A novel method of assessing the extent of oral bioavailability of arginine-vasopressin (AVP) from pharmacological data was presented. After intravascular administration (i.v. bolus or short-term infusion) of AVP to rats, the relationship between blood concentrations and its effect on both mean arterial pressure (hemodynamic effect) and urinary sodium concentration (anti-diuretic effect) was described on the basis of an integrated pharmacokinetic-pharmacodynamic (PK-PD) model. A direct model was used for the hemodynamic response, while an indirect response model, rather than a hypothetical link model was used for the anti-diuretic response. A sigmoid E_max model was applied to describe the drug-receptor interaction. Pharmacological responses after intravascular administration of AVP were reasonably described by the PK-PD model. However, PD parameters estimated by the PK-PD analysis suggested that apparent receptor affinity rather than efficacy in i.v. bolus study was significantly higher than that in the short-term infusion study. This fact indicated that PK-PD relationship was influenced by the intravascular input rate of AVP. We than investigated the relationship between plasma concentration and amount of AVP bound to the V₂ receptors in the kidney. The result indicated that the amount of AVP bound to the receptors after i.v. bolus injection was always greater than that after short-infusion. Since the PK-PD relationship after oral administration was almost identical with that after short-term infusion, the PK-PD model obtained in the short-term infusion study was used to assess the extent of oral bioavailability (EBA_p.o.). The EBA_p.o. values, estimated from pharmacological effects (hemodynamic effect and anti-diuretic effect) after oral administration of 5μg/kg of AVP were 0.68% to 0.93% and were almost identical with the actual EBA_p.o. value (0.81%).

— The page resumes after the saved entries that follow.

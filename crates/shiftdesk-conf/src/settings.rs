//! Service settings
//!
//! Settings can be loaded from environment variables, configuration files, or code.
//! Every section has defaults, so a partial file only needs to name what it overrides.

use serde::{Deserialize, Serialize};
use std::collections::HashMap;
use std::fmt;
use std::path::PathBuf;
use std::time::Duration;

use crate::env::{env_bool, env_parse, env_string};

/// Placeholder secret used when none is configured
pub const PLACEHOLDER_SECRET_KEY: &str = "change-me-in-production";

/// Minimum accepted length for the session secret key
pub const MIN_SECRET_KEY_LENGTH: usize = 32;

/// Top-level settings for the session, cache and realtime services
///
/// # Examples
///
/// ```
/// use shiftdesk_conf::Settings;
///
/// let settings = Settings::default();
/// assert_eq!(settings.store.port, 6379);
/// assert_eq!(settings.session.timeout_secs, 28800);
/// assert_eq!(settings.realtime.stale_threshold_secs, 300);
/// ```
#[non_exhaustive]
#[derive(Debug, Clone, Default, Serialize, Deserialize)]
pub struct Settings {
	/// Debug mode relaxes secret validation
	#[serde(default)]
	pub debug: bool,

	/// Key-value store connection
	#[serde(default)]
	pub store: StoreSettings,

	/// Session issuance and validation
	#[serde(default)]
	pub session: SessionSettings,

	/// Cache-aside layer
	#[serde(default)]
	pub cache: CacheSettings,

	/// WebSocket connection registry
	#[serde(default)]
	pub realtime: RealtimeSettings,

	/// Logging output
	#[serde(default)]
	pub logging: LoggingSettings,
}

impl Settings {
	/// Create new settings with defaults
	pub fn new() -> Self {
		Self::default()
	}

	/// Validate settings
	pub fn validate(&self) -> Result<(), SettingsError> {
		if !self.debug {
			if self.session.secret_key == PLACEHOLDER_SECRET_KEY {
				return Err(SettingsError::ValidationError(
					"session secret key must be changed in production".to_string(),
				));
			}
			if self.session.secret_key.len() < MIN_SECRET_KEY_LENGTH {
				return Err(SettingsError::ValidationError(format!(
					"session secret key must be at least {} characters",
					MIN_SECRET_KEY_LENGTH
				)));
			}
		}

		if self.session.timeout_secs == 0 {
			return Err(SettingsError::ValidationError(
				"session timeout must be positive".to_string(),
			));
		}

		if self.store.max_pool_size == 0 {
			return Err(SettingsError::ValidationError(
				"store pool size must be positive".to_string(),
			));
		}

		if self.store.connect_timeout_secs == 0 || self.store.socket_timeout_secs == 0 {
			return Err(SettingsError::ValidationError(
				"store timeouts must be positive".to_string(),
			));
		}

		if self.store.retry.max_attempts == 0 {
			return Err(SettingsError::ValidationError(
				"retry policy needs at least one attempt".to_string(),
			));
		}

		if self.store.retry.multiplier < 1.0 {
			return Err(SettingsError::ValidationError(
				"retry multiplier must be at least 1.0".to_string(),
			));
		}

		if self.realtime.stale_threshold_secs == 0 || self.realtime.cleanup_interval_secs == 0 {
			return Err(SettingsError::ValidationError(
				"realtime intervals must be positive".to_string(),
			));
		}

		Ok(())
	}

	/// Load settings from environment variables
	///
	/// Unset variables keep their defaults. Variables that are set but cannot be
	/// parsed are reported as [`SettingsError::EnvError`].
	pub fn from_env() -> Result<Self, SettingsError> {
		let mut settings = Self::default();

		if let Some(debug) = env_bool("SHIFTDESK_DEBUG")? {
			settings.debug = debug;
		}

		// Store
		if let Some(host) = env_string("SHIFTDESK_REDIS_HOST") {
			settings.store.host = host;
		}
		if let Some(port) = env_parse("SHIFTDESK_REDIS_PORT")? {
			settings.store.port = port;
		}
		if let Some(password) = env_string("SHIFTDESK_REDIS_PASSWORD") {
			settings.store.password = Some(password);
		}
		if let Some(db) = env_parse("SHIFTDESK_REDIS_DB")? {
			settings.store.db = db;
		}
		if let Some(size) = env_parse("SHIFTDESK_REDIS_MAX_CONNECTIONS")? {
			settings.store.max_pool_size = size;
		}

		// Session
		if let Some(timeout) = env_parse("SHIFTDESK_SESSION_TIMEOUT")? {
			settings.session.timeout_secs = timeout;
		}
		if let Some(secret) = env_string("SHIFTDESK_SECRET_KEY") {
			settings.session.secret_key = secret;
		}
		if let Some(pinning) = env_bool("SHIFTDESK_SESSION_IP_PINNING")? {
			settings.session.ip_pinning = pinning;
		}

		// Cache
		if let Some(ttl) = env_parse("SHIFTDESK_CACHE_DEFAULT_TTL")? {
			settings.cache.default_ttl_secs = ttl;
		}
		for (name, value) in std::env::vars() {
			if let Some(category) = name.strip_prefix("SHIFTDESK_CACHE_TTL_") {
				let ttl = value.trim().parse::<u64>().map_err(|e| {
					SettingsError::EnvError(format!("{}: {}", name, e))
				})?;
				settings
					.cache
					.category_ttls
					.insert(category.to_lowercase(), ttl);
			}
		}

		// Realtime
		if let Some(threshold) = env_parse("SHIFTDESK_WS_STALE_THRESHOLD")? {
			settings.realtime.stale_threshold_secs = threshold;
		}

		// Logging
		if let Some(level) = env_string("SHIFTDESK_LOG_LEVEL") {
			settings.logging.level = level;
		}
		if let Some(format) = env_string("SHIFTDESK_LOG_FORMAT") {
			settings.logging.format = format;
		}

		Ok(settings)
	}

	/// Load settings from a configuration file
	///
	/// Supported formats: `.toml` and `.json`.
	pub fn from_file(path: impl Into<PathBuf>) -> Result<Self, SettingsError> {
		let path = path.into();
		let contents = std::fs::read_to_string(&path).map_err(|e| {
			SettingsError::FileError(format!("Failed to read {}: {}", path.display(), e))
		})?;

		let settings: Settings = match path.extension().and_then(|s| s.to_str()) {
			Some("toml") => toml::from_str(&contents)
				.map_err(|e| SettingsError::ParseError(format!("TOML parse error: {}", e)))?,
			Some("json") => serde_json::from_str(&contents)
				.map_err(|e| SettingsError::ParseError(format!("JSON parse error: {}", e)))?,
			_ => {
				return Err(SettingsError::UnsupportedFormat(
					"Supported formats: .toml, .json".to_string(),
				));
			}
		};

		Ok(settings)
	}
}

/// Key-value store connection settings
#[non_exhaustive]
#[derive(Clone, Serialize, Deserialize)]
#[serde(default)]
pub struct StoreSettings {
	pub host: String,
	pub port: u16,
	pub password: Option<String>,
	pub db: i64,
	/// Maximum number of pooled connections
	pub max_pool_size: usize,
	pub connect_timeout_secs: u64,
	pub socket_timeout_secs: u64,
	/// Retry policy applied to store writes
	pub retry: RetrySettings,
}

impl Default for StoreSettings {
	fn default() -> Self {
		Self {
			host: "localhost".to_string(),
			port: 6379,
			password: None,
			db: 0,
			max_pool_size: 20,
			connect_timeout_secs: 5,
			socket_timeout_secs: 5,
			retry: RetrySettings::default(),
		}
	}
}

impl StoreSettings {
	/// Build the connection URL
	///
	/// # Examples
	///
	/// ```
	/// use shiftdesk_conf::StoreSettings;
	///
	/// let mut store = StoreSettings::default();
	/// assert_eq!(store.url(), "redis://localhost:6379/0");
	///
	/// store.password = Some("s3cret".to_string());
	/// store.db = 2;
	/// assert_eq!(store.url(), "redis://:s3cret@localhost:6379/2");
	/// ```
	pub fn url(&self) -> String {
		match &self.password {
			Some(password) => format!(
				"redis://:{}@{}:{}/{}",
				password, self.host, self.port, self.db
			),
			None => format!("redis://{}:{}/{}", self.host, self.port, self.db),
		}
	}

	pub fn connect_timeout(&self) -> Duration {
		Duration::from_secs(self.connect_timeout_secs)
	}

	pub fn socket_timeout(&self) -> Duration {
		Duration::from_secs(self.socket_timeout_secs)
	}
}

impl fmt::Debug for StoreSettings {
	fn fmt(&self, f: &mut fmt::Formatter<'_>) -> fmt::Result {
		f.debug_struct("StoreSettings")
			.field("host", &self.host)
			.field("port", &self.port)
			.field("password", &self.password.as_ref().map(|_| "[REDACTED]"))
			.field("db", &self.db)
			.field("max_pool_size", &self.max_pool_size)
			.field("connect_timeout_secs", &self.connect_timeout_secs)
			.field("socket_timeout_secs", &self.socket_timeout_secs)
			.field("retry", &self.retry)
			.finish()
	}
}

/// Retry policy settings for store writes
#[non_exhaustive]
#[derive(Debug, Clone, Serialize, Deserialize)]
#[serde(default)]
pub struct RetrySettings {
	pub max_attempts: u32,
	pub base_delay_ms: u64,
	pub multiplier: f64,
	pub max_delay_ms: u64,
}

impl Default for RetrySettings {
	fn default() -> Self {
		Self {
			max_attempts: 3,
			base_delay_ms: 100,
			multiplier: 2.0,
			max_delay_ms: 5000,
		}
	}
}

/// Session settings
#[non_exhaustive]
#[derive(Clone, Serialize, Deserialize)]
#[serde(default)]
pub struct SessionSettings {
	/// Absolute session lifetime and store TTL, in seconds
	pub timeout_secs: u64,
	/// Server secret mixed into CSRF tokens
	pub secret_key: String,
	/// Reject validation from a client IP other than the one at login
	pub ip_pinning: bool,
	pub key_prefix: String,
}

impl Default for SessionSettings {
	fn default() -> Self {
		Self {
			timeout_secs: 28800, // 8 hours
			secret_key: PLACEHOLDER_SECRET_KEY.to_string(),
			ip_pinning: false,
			key_prefix: "session:".to_string(),
		}
	}
}

impl SessionSettings {
	pub fn timeout(&self) -> Duration {
		Duration::from_secs(self.timeout_secs)
	}
}

impl fmt::Debug for SessionSettings {
	fn fmt(&self, f: &mut fmt::Formatter<'_>) -> fmt::Result {
		f.debug_struct("SessionSettings")
			.field("timeout_secs", &self.timeout_secs)
			.field("secret_key", &"[REDACTED]")
			.field("ip_pinning", &self.ip_pinning)
			.field("key_prefix", &self.key_prefix)
			.finish()
	}
}

/// Cache settings
#[non_exhaustive]
#[derive(Debug, Clone, Serialize, Deserialize)]
#[serde(default)]
pub struct CacheSettings {
	/// TTL used when neither the caller nor the category table names one
	pub default_ttl_secs: u64,
	/// Per-category TTL overrides, in seconds
	pub category_ttls: HashMap<String, u64>,
	/// Namespace prepended to every derived key
	pub key_prefix: String,
}

impl Default for CacheSettings {
	fn default() -> Self {
		let category_ttls = [
			("user", 300),
			("user_profile", 600),
			("shifts", 60),
			("schedule", 120),
			("timesheets", 120),
			("jobs", 600),
			("companies", 1800),
			("certifications", 3600),
			("dashboard", 30),
		]
		.into_iter()
		.map(|(category, ttl)| (category.to_string(), ttl))
		.collect();

		Self {
			default_ttl_secs: 300,
			category_ttls,
			key_prefix: String::new(),
		}
	}
}

/// WebSocket connection registry settings
#[non_exhaustive]
#[derive(Debug, Clone, Serialize, Deserialize)]
#[serde(default)]
pub struct RealtimeSettings {
	/// Heartbeat age after which a connection is reaped
	pub stale_threshold_secs: u64,
	/// Interval between reaper passes
	pub cleanup_interval_secs: u64,
}

impl Default for RealtimeSettings {
	fn default() -> Self {
		Self {
			stale_threshold_secs: 300,
			cleanup_interval_secs: 60,
		}
	}
}

impl RealtimeSettings {
	pub fn stale_threshold(&self) -> Duration {
		Duration::from_secs(self.stale_threshold_secs)
	}

	pub fn cleanup_interval(&self) -> Duration {
		Duration::from_secs(self.cleanup_interval_secs)
	}
}

/// Logging settings
#[non_exhaustive]
#[derive(Debug, Clone, Serialize, Deserialize)]
#[serde(default)]
pub struct LoggingSettings {
	pub level: String,
	/// "text" or "json"
	pub format: String,
}

impl Default for LoggingSettings {
	fn default() -> Self {
		Self {
			level: "info".to_string(),
			format: "text".to_string(),
		}
	}
}

/// Settings error
#[derive(Debug, thiserror::Error)]
pub enum SettingsError {
	#[error("File error: {0}")]
	FileError(String),

	#[error("Parse error: {0}")]
	ParseError(String),

	#[error("Validation error: {0}")]
	ValidationError(String),

	#[error("Unsupported format: {0}")]
	UnsupportedFormat(String),

	#[error("Environment error: {0}")]
	EnvError(String),
}

#[cfg(test)]
mod tests {
	use super::*;
	use rstest::rstest;

	fn production_settings() -> Settings {
		let mut settings = Settings::default();
		settings.session.secret_key = "x".repeat(MIN_SECRET_KEY_LENGTH);
		settings
	}

	#[rstest]
	fn test_defaults() {
		let settings = Settings::default();
		assert_eq!(settings.store.host, "localhost");
		assert_eq!(settings.store.max_pool_size, 20);
		assert_eq!(settings.store.retry.max_attempts, 3);
		assert_eq!(settings.store.retry.base_delay_ms, 100);
		assert_eq!(settings.cache.default_ttl_secs, 300);
		assert_eq!(settings.cache.category_ttls.get("shifts"), Some(&60));
		assert_eq!(settings.realtime.stale_threshold(), Duration::from_secs(300));
	}

	#[rstest]
	fn test_placeholder_secret_rejected_outside_debug() {
		let settings = Settings::default();
		assert!(matches!(
			settings.validate(),
			Err(SettingsError::ValidationError(_))
		));

		let mut debug = Settings::default();
		debug.debug = true;
		assert!(debug.validate().is_ok());
	}

	#[rstest]
	fn test_short_secret_rejected() {
		let mut settings = Settings::default();
		settings.session.secret_key = "too-short".to_string();
		assert!(settings.validate().is_err());
	}

	#[rstest]
	#[case::zero_timeout(|s: &mut Settings| s.session.timeout_secs = 0)]
	#[case::zero_pool(|s: &mut Settings| s.store.max_pool_size = 0)]
	#[case::zero_attempts(|s: &mut Settings| s.store.retry.max_attempts = 0)]
	#[case::shrinking_backoff(|s: &mut Settings| s.store.retry.multiplier = 0.5)]
	#[case::zero_stale(|s: &mut Settings| s.realtime.stale_threshold_secs = 0)]
	fn test_invalid_values_rejected(#[case] mutate: fn(&mut Settings)) {
		let mut settings = production_settings();
		assert!(settings.validate().is_ok());
		mutate(&mut settings);
		assert!(settings.validate().is_err());
	}

	#[rstest]
	fn test_debug_output_redacts_secrets() {
		let mut settings = production_settings();
		settings.store.password = Some("hunter2".to_string());
		let rendered = format!("{:?}", settings);
		assert!(!rendered.contains("hunter2"));
		assert!(!rendered.contains(&"x".repeat(MIN_SECRET_KEY_LENGTH)));
		assert!(rendered.contains("[REDACTED]"));
	}
}
//! Environment variable helpers

use std::str::FromStr;

use crate::settings::SettingsError;

/// Read a non-empty string variable
pub(crate) fn env_string(key: &str) -> Option<String> {
	std::env::var(key)
		.ok()
		.map(|v| v.trim().to_string())
		.filter(|v| !v.is_empty())
}

/// Read and parse a variable, reporting malformed values
pub(crate) fn env_parse<T>(key: &str) -> Result<Option<T>, SettingsError>
where
	T: FromStr,
	T::Err: std::fmt::Display,
{
	match env_string(key) {
		Some(raw) => raw
			.parse::<T>()
			.map(Some)
			.map_err(|e| SettingsError::EnvError(format!("{}: {}", key, e))),
		None => Ok(None),
	}
}

/// Read a boolean variable
pub(crate) fn env_bool(key: &str) -> Result<Option<bool>, SettingsError> {
	match env_string(key) {
		Some(raw) => parse_bool(&raw)
			.map(Some)
			.ok_or_else(|| SettingsError::EnvError(format!("{}: invalid boolean {:?}", key, raw))),
		None => Ok(None),
	}
}

/// Parse a boolean the way Django-style settings do
///
/// # Examples
///
/// ```
/// use shiftdesk_conf::parse_bool;
///
/// assert_eq!(parse_bool("true"), Some(true));
/// assert_eq!(parse_bool("On"), Some(true));
/// assert_eq!(parse_bool("0"), Some(false));
/// assert_eq!(parse_bool("maybe"), None);
/// ```
pub fn parse_bool(value: &str) -> Option<bool> {
	match value.trim().to_lowercase().as_str() {
		"true" | "1" | "yes" | "on" => Some(true),
		"false" | "0" | "no" | "off" => Some(false),
		_ => None,
	}
}
//! Settings loading integration tests
//!
//! Covers file loading (TOML, JSON) and environment overrides.

use rstest::*;
use serial_test::serial;
use shiftdesk_conf::{Settings, SettingsError};
use std::io::Write;
use tempfile::NamedTempFile;

fn write_config(suffix: &str, contents: &str) -> NamedTempFile {
	let mut file = tempfile::Builder::new()
		.suffix(suffix)
		.tempfile()
		.expect("temp file should be created");
	file.write_all(contents.as_bytes())
		.expect("temp file should be writable");
	file
}

/// Environment variables touched by these tests
const ENV_KEYS: &[&str] = &[
	"SHIFTDESK_REDIS_HOST",
	"SHIFTDESK_REDIS_PORT",
	"SHIFTDESK_SESSION_TIMEOUT",
	"SHIFTDESK_SESSION_IP_PINNING",
	"SHIFTDESK_CACHE_TTL_SHIFTS",
	"SHIFTDESK_WS_STALE_THRESHOLD",
];

fn clear_env() {
	for key in ENV_KEYS {
		// SAFETY: tests touching the environment are serialized
		unsafe { std::env::remove_var(key) };
	}
}

#[rstest]
fn test_partial_toml_keeps_defaults() {
	let file = write_config(
		".toml",
		r#"
debug = true

[store]
host = "redis.internal"
max_pool_size = 50

[cache.category_ttls]
shifts = 15
"#,
	);

	let settings = Settings::from_file(file.path()).unwrap();
	assert!(settings.debug);
	assert_eq!(settings.store.host, "redis.internal");
	assert_eq!(settings.store.max_pool_size, 50);
	assert_eq!(settings.store.port, 6379);
	assert_eq!(settings.cache.category_ttls.get("shifts"), Some(&15));
	assert_eq!(settings.session.timeout_secs, 28800);
}

#[rstest]
fn test_json_file() {
	let file = write_config(
		".json",
		r#"{"session": {"timeout_secs": 60, "ip_pinning": true}, "realtime": {"stale_threshold_secs": 90}}"#,
	);

	let settings = Settings::from_file(file.path()).unwrap();
	assert_eq!(settings.session.timeout_secs, 60);
	assert!(settings.session.ip_pinning);
	assert_eq!(settings.realtime.stale_threshold_secs, 90);
	assert_eq!(settings.realtime.cleanup_interval_secs, 60);
}

#[rstest]
fn test_unsupported_extension() {
	let file = write_config(".yaml", "debug: true");
	assert!(matches!(
		Settings::from_file(file.path()),
		Err(SettingsError::UnsupportedFormat(_))
	));
}

#[rstest]
fn test_malformed_toml() {
	let file = write_config(".toml", "[store\nhost = ");
	assert!(matches!(
		Settings::from_file(file.path()),
		Err(SettingsError::ParseError(_))
	));
}

#[rstest]
fn test_missing_file() {
	assert!(matches!(
		Settings::from_file("/definitely/not/here.toml"),
		Err(SettingsError::FileError(_))
	));
}

#[rstest]
#[serial(env)]
fn test_env_overrides() {
	clear_env();
	// SAFETY: tests touching the environment are serialized
	unsafe {
		std::env::set_var("SHIFTDESK_REDIS_HOST", "cache-01");
		std::env::set_var("SHIFTDESK_REDIS_PORT", "6380");
		std::env::set_var("SHIFTDESK_SESSION_TIMEOUT", "1800");
		std::env::set_var("SHIFTDESK_SESSION_IP_PINNING", "yes");
		std::env::set_var("SHIFTDESK_CACHE_TTL_SHIFTS", "45");
		std::env::set_var("SHIFTDESK_WS_STALE_THRESHOLD", "120");
	}

	let settings = Settings::from_env().unwrap();
	clear_env();

	assert_eq!(settings.store.host, "cache-01");
	assert_eq!(settings.store.port, 6380);
	assert_eq!(settings.session.timeout_secs, 1800);
	assert!(settings.session.ip_pinning);
	assert_eq!(settings.cache.category_ttls.get("shifts"), Some(&45));
	assert_eq!(settings.realtime.stale_threshold_secs, 120);
}

#[rstest]
#[serial(env)]
fn test_env_malformed_value() {
	clear_env();
	// SAFETY: tests touching the environment are serialized
	unsafe { std::env::set_var("SHIFTDESK_REDIS_PORT", "not-a-port") };

	let result = Settings::from_env();
	clear_env();

	assert!(matches!(result, Err(SettingsError::EnvError(_))));
}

From these results, we concluded that oral bioavailability of AVP was reasonably predicted by the PK-PD model, provided that appropriate pharmacological effects and appropriate intravascular dosing rate as a reference formulation are available. The method may be an alternative to methods based on plasma concentrations, when drug concentration cannot be measured and when appropriate pharmacological data are available.